West Tisbury welcomes back Ellie Hanjian

It has been a beautiful Memorial Day weekend. We need rain, but it has held off for holiday cookouts and beach walks. Our woods are fully leafed-out now, still new-green, that fleeting combination of soft colors before turning solid, hot, summer-unrelieved and dark. I can’t tear my eyes away, saving it all up for paintings.

Brian Athearn and his sons have once again placed flags on all the veterans’ graves in the town’s cemeteries for Memorial Day. Thank you for honoring their memories and service.

The lambs at Whiting’s are now out in the pasture along State Road. They are grazing along the pond at Flat Point, too. I haven’t driven up Middle Road recently, but I suppose Mermaid Farm offers similar amusement to passersby. Watching the lambs frolicking is a jolly sight and makes running errands a bit more interesting.

I felt very happy to see Ellie Hanjian in church Sunday with her brother and parents. Ellie has returned home sooner than expected, making a miraculous recovery from the car accident that injured her and the Redington-Whitaker family at the beginning of May.

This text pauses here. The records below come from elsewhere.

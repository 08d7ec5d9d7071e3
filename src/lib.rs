// Library exports for the erp-shortcuts binary and for hosts embedding the
// shortcut system.
//
// The shortcut model, defaults, storage and settings live in
// `erp-shortcuts-config`; parsing, matching, the registry and dispatch live in
// `erp-shortcuts-keybindings`. This crate adds the session wrapper shared
// across threads, the log bridge and the CLI.

/// Application version (root crate version, for use by sub-crates).
pub const VERSION: &str = env!("CARGO_PKG_VERSION");

pub mod cli;
pub mod debug;
pub mod session;

pub use erp_shortcuts_config as config;
pub use erp_shortcuts_keybindings as keybindings;

pub use session::{SharedRegistry, ShortcutSession};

Judy Bruguiere is planning a celebration for the life of her best friend, Pat Brown, this July 27, which would have been Pat’s birthday. She is asking people who knew Pat to please share photographs and stories to make a memory board for display at the celebration. Jenny Marlin is helping collect these mementos. Please contact her at Jennifer.W.Marlin@ampf.com or send to P.O. Box 1311, Edgartown 02539.

A reminder about some of the on-going programs for kids at our West Tisbury Library. Every Monday morning at 10:30 is Mother Goose on the Loose, an interactive storytime for newborns to three-year-olds. Storytimes for pre-schoolers are every Thursday morning at 10:30. A special story and event happens every second Thursday when Nicole Cabot of Island Grown Initiative features a different food each month. On Saturdays there are drop-in crafts for kids and teens/tweens. Materials are set out from 11 to 3 in the Children’s Room and the Young Adult Room.

Carolina Cooney’s Graphic Novel Book Club will meet at the library on Monday, June 2, at 7 pm. The book for discussion is “Epileptic” by David B., a biography of growing up with an epileptic brother.

The American Cancer Society Relay For Life begins at 9 am Saturday, May 31, and runs through 9 am Sunday, June 1. This year’s theme is Celebrations. Teams, volunteers, and cancer survivors are all encouraged to participate at the event, which takes place at the MVRHS track. For more information look online at RelayForLife.org/Martha’s Vineyard MA or on Facebook at Relay For Life Martha’s Vineyard.

The Charles W. Morgan is expected to dock in Vineyard Haven Harbor this June 21-24. In preparation, the Martha’s Vineyard Museum has an exhibition about the Morgan and the Vineyard during whaling days. Eric Jay Dolin, author of Leviathan: The History of Whaling in America, will speak at the Federated Church on Tuesday, June 3, at 5:30 pm.

West Tisbury documentary producers, Robert and Marjory Potts, made a wonderful film called You May Call Her Madam Secretary, about Labor Secretary Frances Perkins, who served from 1933 to 1945. Besides being the first woman cabinet secretary, she served under President Franklin Roosevelt at an exciting time in our history, and was responsible for designing and implementing many of the New Deal programs we revere. If you have never seen this film, or if you can’t wait to see it again, it will be shown at the Martha’s Vineyard Hebrew Center next Sunday, June 8, at 7:30. Admission is $5.

Yesterday’s New York Times had an op-ed piece by Thomas L. Friedman titled Memorial Day 2050. It discussed climate change and suggested ways to engage us all in preserving a future for following generations. Many of his proposals were ideas we on the Vineyard have already considered and many have already been implemented. West Tisbury became a Green Community by town meeting vote a few years ago. We are uniquely placed, as an island, to address conservation of resources and self-sufficiency, many of the strategies for what Mr. Friedman calls “resiliency.” Another reason to feel lucky for this place we live in.